Aku juga meraih celengan yang dibelikan oleh Nenek, aku ingat dia sering menyuruhku untuk berhemat dan terus menabung. Dan sekarang celengannya sudah mau penuh
Akhirnya aku tersadar kalau aku sudah terlalu lama berkemas, maka aku percepat lagi supaya nanti Ibu gak lama menungguku.
Tapi ketika aku sudah selesai berkemas, Ibu masih saja berada didalam kamar Nenek, dia sibuk mengumpulkan uang Nenek yang ada di lemarinya.
Ibu juga menyadari kalau aku sudah selesai
"Sebentar ya, Ibu mau ambil semua. Besok juga Ibu akan ke sini lagi untuk mengambil televisi dan lainnya yang bisa dibawa pakai motor. Sisanya Ibu mau jual sekaligus bersama rumahnya" ucapnya
Mendengar kata akan menjual rumah ini hatiku agak kurang setuju, tapi aku gak bisa berbuat apa-apa. Hanya Ibu yang paham.
Setelah beberapa menit menunggunya, akhirnya Ibu keluar dengan menenteng satu kantong plastik besar yang gak aku tahu apa isinya.
"Ayok kita pulang" ajaknya dengan melangkah cepat-cepat
Tanpa menjawabnya akhirnya aku mengikuti langkahnya dari belakang
Kemudian kami kembali duduk diatas motor Pak Yanto lalu membawa kami pergi dari rumah yang penuh kenangan itu.
Disepanjang perjalanan baru pertama kalinya aku melintasi jalan raya yang penuh dengan bermacam kendaraan, lampu-lampu jalan, rumah-rumah disepanjang jalan yang masih ramai dengan orang-orang yang lewat
Ini pertama kalinya aku melintasi kota.
Dan aku merasa sangat senang
Saat ini angin malam sangat dingin, meski aku duduk diapit kedua orang tuaku tetap saja aku kedinginan.
__ADS_1
Beberapa jam dalam perjalanan melewati kota, akhirnya Pak Yanto masuk ke jalan menuju satu desa. Tapi desa itu gak begitu jauh dari kota.
Akhirnya kami sampai di depan rumah tembok bercat putih tanpa pagar dihalamannya.
Setelah aku perhatikan hampir semua rumah warga di sini, bangunannya tembok tapi gak ada pagar atau gerbang.
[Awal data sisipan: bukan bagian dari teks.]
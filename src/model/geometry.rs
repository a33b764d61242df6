//! Plain geometry used by the overlay (UIKit coordinates, origin top-left).

use crate::clamp;

#[derive(Debug, Clone, Copy, PartialEq, Default)]
pub struct Point {
    pub x: f64,
    pub y: f64,
}

impl Point {
    pub const fn new(x: f64, y: f64) -> Self {
        Self { x, y }
    }

    pub fn offset(self, by: Point) -> Point {
        Point::new(self.x + by.x, self.y + by.y)
    }
}

#[derive(Debug, Clone, Copy, PartialEq, Default)]
pub struct Size {
    pub width: f64,
    pub height: f64,
}

impl Size {
    pub const fn new(width: f64, height: f64) -> Self {
        Self { width, height }
    }

    pub const fn square(side: f64) -> Self {
        Self::new(side, side)
    }
}

#[derive(Debug, Clone, Copy, PartialEq, Default)]
pub struct Rect {
    pub origin: Point,
    pub size: Size,
}

impl Rect {
    pub const fn new(x: f64, y: f64, width: f64, height: f64) -> Self {
        Self {
            origin: Point::new(x, y),
            size: Size::new(width, height),
        }
    }

    pub const fn from_parts(origin: Point, size: Size) -> Self {
        Self { origin, size }
    }

    pub fn min_x(&self) -> f64 {
        self.origin.x
    }

    pub fn min_y(&self) -> f64 {
        self.origin.y
    }

    pub fn max_x(&self) -> f64 {
        self.origin.x + self.size.width
    }

    pub fn max_y(&self) -> f64 {
        self.origin.y + self.size.height
    }

    pub fn mid_x(&self) -> f64 {
        self.origin.x + self.size.width / 2.0
    }

    /// A rect with no area (or a non-finite one) cannot host the overlay.
    pub fn is_empty(&self) -> bool {
        !(self.size.width.is_finite() && self.size.height.is_finite())
            || self.size.width <= 0.0
            || self.size.height <= 0.0
    }

    /// True if `other` lies completely inside `self`.
    pub fn contains_rect(&self, other: &Rect) -> bool {
        other.min_x() >= self.min_x()
            && other.min_y() >= self.min_y()
            && other.max_x() <= self.max_x()
            && other.max_y() <= self.max_y()
    }

    /// Shrink by `margin` on every side, or `None` if nothing would be left.
    pub fn inset(&self, margin: f64) -> Option<Rect> {
        let r = Rect::new(
            self.origin.x + margin,
            self.origin.y + margin,
            self.size.width - 2.0 * margin,
            self.size.height - 2.0 * margin,
        );
        if r.is_empty() {
            None
        } else {
            Some(r)
        }
    }

    pub fn with_origin(&self, origin: Point) -> Rect {
        Rect::from_parts(origin, self.size)
    }
}

/// Clamp one axis so that `[pos, pos + len]` stays inside `[lo, hi]`.
///
/// A span longer than the range is pinned to `lo`.
fn clamp_axis(pos: f64, len: f64, lo: f64, hi: f64) -> f64 {
    let upper = hi - len;
    if upper < lo {
        lo
    } else {
        clamp(pos, lo, upper)
    }
}

/// Move `frame` so it lies inside `bounds`, keeping `margin` from the edges
/// when the bounds are large enough for that.
pub fn clamp_into(frame: Rect, bounds: Rect, margin: f64) -> Rect {
    let area = bounds
        .inset(margin)
        .filter(|r| r.size.width >= frame.size.width && r.size.height >= frame.size.height)
        .unwrap_or(bounds);
    let x = if frame.origin.x.is_finite() {
        frame.origin.x
    } else {
        area.min_x()
    };
    let y = if frame.origin.y.is_finite() {
        frame.origin.y
    } else {
        area.min_y()
    };
    frame.with_origin(Point::new(
        clamp_axis(x, frame.size.width, area.min_x(), area.max_x()),
        clamp_axis(y, frame.size.height, area.min_y(), area.max_y()),
    ))
}

/// Push an already clamped frame to whichever vertical edge of `bounds` its
/// centre is closest to.
pub fn snap_to_side(frame: Rect, bounds: Rect, margin: f64) -> Rect {
    let left = Rect::new(bounds.min_x(), frame.origin.y, frame.size.width, frame.size.height);
    let right = Rect::new(
        bounds.max_x() - frame.size.width,
        frame.origin.y,
        frame.size.width,
        frame.size.height,
    );
    let target = if frame.mid_x() < bounds.mid_x() { left } else { right };
    clamp_into(target, bounds, margin)
}

/// Where a freshly attached button goes: right edge, a third of the way down.
pub fn initial_frame(bounds: Rect, size: Size, margin: f64, vertical_fraction: f64) -> Rect {
    let frame = Rect::from_parts(
        Point::new(
            bounds.max_x() - size.width - margin,
            bounds.min_y() + bounds.size.height * vertical_fraction,
        ),
        size,
    );
    clamp_into(frame, bounds, margin)
}

#[cfg(test)]
mod tests {
    use super::*;

    const SCREEN: Rect = Rect::new(0.0, 0.0, 390.0, 844.0);

    #[test]
    fn test_empty_rects() {
        assert!(Rect::new(0.0, 0.0, 0.0, 10.0).is_empty());
        assert!(Rect::new(0.0, 0.0, 10.0, -1.0).is_empty());
        assert!(Rect::new(0.0, 0.0, f64::NAN, 10.0).is_empty());
        assert!(!SCREEN.is_empty());
    }

    #[test]
    fn test_clamp_into_pulls_back_from_every_side() {
        let size = Size::square(56.0);
        for origin in [
            Point::new(-500.0, 10.0),
            Point::new(10.0, -500.0),
            Point::new(5000.0, 100.0),
            Point::new(100.0, 5000.0),
            Point::new(-1.0e9, 1.0e9),
        ] {
            let clamped = clamp_into(Rect::from_parts(origin, size), SCREEN, 8.0);
            assert!(SCREEN.contains_rect(&clamped), "{origin:?} -> {clamped:?}");
        }
    }

    #[test]
    fn test_clamp_into_keeps_inner_frame() {
        let frame = Rect::new(100.0, 200.0, 56.0, 56.0);
        assert_eq!(clamp_into(frame, SCREEN, 8.0), frame);
    }

    #[test]
    fn test_clamp_into_ignores_margin_when_too_tight() {
        let tiny = Rect::new(0.0, 0.0, 60.0, 60.0);
        let clamped = clamp_into(Rect::new(30.0, 30.0, 56.0, 56.0), tiny, 8.0);
        assert!(tiny.contains_rect(&clamped));
    }

    #[test]
    fn test_clamp_into_oversized_frame_pins_to_origin() {
        let tiny = Rect::new(10.0, 20.0, 30.0, 30.0);
        let clamped = clamp_into(Rect::new(50.0, 50.0, 56.0, 56.0), tiny, 0.0);
        assert_eq!(clamped.origin, Point::new(10.0, 20.0));
    }

    #[test]
    fn test_clamp_into_non_finite_origin() {
        let clamped = clamp_into(Rect::new(f64::NAN, f64::INFINITY, 56.0, 56.0), SCREEN, 8.0);
        assert!(SCREEN.contains_rect(&clamped));
    }

    #[test]
    fn test_snap_to_side() {
        let left = snap_to_side(Rect::new(60.0, 300.0, 56.0, 56.0), SCREEN, 8.0);
        assert_eq!(left.origin, Point::new(8.0, 300.0));

        let right = snap_to_side(Rect::new(300.0, 300.0, 56.0, 56.0), SCREEN, 8.0);
        assert_eq!(right.origin, Point::new(390.0 - 56.0 - 8.0, 300.0));
    }

    #[test]
    fn test_initial_frame_is_inside() {
        let frame = initial_frame(SCREEN, Size::square(56.0), 8.0, 0.33);
        assert!(SCREEN.contains_rect(&frame));
        assert_eq!(frame.max_x(), 390.0 - 8.0);
    }
}
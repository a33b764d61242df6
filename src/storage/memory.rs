//! In-memory cookie store, used off-device and in tests.

use super::accessor::CookieStore;
use super::error::StorageError;
use crate::model::CookieRecord;

#[derive(Debug, Default, Clone)]
pub struct MemoryCookieStore {
    cookies: Vec<CookieRecord>,
    /// When set, every call fails with this message.
    reject: Option<String>,
}

impl MemoryCookieStore {
    pub fn new(cookies: Vec<CookieRecord>) -> Self {
        Self {
            cookies,
            reject: None,
        }
    }

    /// A store that refuses every request.
    pub fn rejecting(reason: impl Into<String>) -> Self {
        Self {
            cookies: Vec::new(),
            reject: Some(reason.into()),
        }
    }

    pub fn insert(&mut self, cookie: CookieRecord) {
        self.cookies.push(cookie);
    }

    pub fn len(&self) -> usize {
        self.cookies.len()
    }

    pub fn is_empty(&self) -> bool {
        self.cookies.is_empty()
    }

    fn check(&self) -> Result<(), StorageError> {
        match &self.reject {
            Some(reason) => Err(StorageError::CookieStore(reason.clone())),
            None => Ok(()),
        }
    }
}

impl CookieStore for MemoryCookieStore {
    fn cookies(&self) -> Result<Vec<CookieRecord>, StorageError> {
        self.check()?;
        Ok(self.cookies.clone())
    }

    fn delete(&mut self, cookie: &CookieRecord) -> Result<(), StorageError> {
        self.check()?;
        self.cookies.retain(|c| c != cookie);
        Ok(())
    }
}

#[cfg(test)]
mod tests {
    use super::*;

    fn store() -> MemoryCookieStore {
        MemoryCookieStore::new(vec![
            CookieRecord::new(".example.com", "a", "/"),
            CookieRecord::new("www.example.com", "b", "/"),
            CookieRecord::new("other.com", "c", "/"),
        ])
    }

    #[test]
    fn test_delete_domain_default_impl() {
        let mut s = store();
        assert_eq!(s.delete_domain("example.com").unwrap(), 2);
        assert_eq!(s.len(), 1);
    }

    #[test]
    fn test_delete_all_default_impl() {
        let mut s = store();
        assert_eq!(s.delete_all().unwrap(), 3);
        assert!(s.is_empty());
    }

    #[test]
    fn test_rejecting_store() {
        let mut s = MemoryCookieStore::rejecting("denied");
        assert!(s.cookies().is_err());
        assert!(s.delete_all().is_err());
    }
}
Motor Pak Yanto langsung merapat dekat teras rumahnya. Dia parkir motornya diluar rumah
"Ayok turun" ajak Ibu padaku
Desa ini sudah nampak sepi mungkin karena sudah ada jam saat semua orang tidur.
Pak Yanto mengajakku masuk sembari membuka pintu "Ayok masuk"
Krekk!
Tapi Ibu langsung masuk begitu saja tanpa mengajakku.
Saat aku masuk terlihat pemandangan yang rapih dan bersih, isi dalam rumah lebih bagus dari rumah Nenek, kursi tamunya juga terbuat dari busa yang masih bagus, cat dindingnya putih bersih dan cahaya lampunya sangat terang.
Aku masih berdiri melihat ke segala arah, aku bagai orang baru yang masih canggung. Padahal mereka adalah orang tuaku.
Ibu langsung masuk ke dalam kamarnya dengan membawa bungkusan yang dia jarah barusan.
Tapi Pak Yanto justru mengajak aku ke kamar anaknya
"Kamu tidur beraama Liana aja ya. Kalian kan saudara jadi harus akur" ucapnya
Aku hanya mengangguk saja lalu mengikuti Pak Yanto.
Tok..tok..tok !
"Lian ?" panggilnya
Tapi pintu belum dibuka
"Lian ?" panggilnya lagi
Tok..tok..tok !
Ketuknya lagi tapi Liana belum juga membukanya.
Karena saking penasaran kenapa pintu belum juga dibuka, akhirnya Pak Yanto lebih keras lagi mengetuknya
Tok..tok..tok..!
Akhirnya gak lama kemudian Liana membuka pintu, terlihat wajahnya masih menahan kantuk seolah sangat terganggu dengan sikap Pak Yanto.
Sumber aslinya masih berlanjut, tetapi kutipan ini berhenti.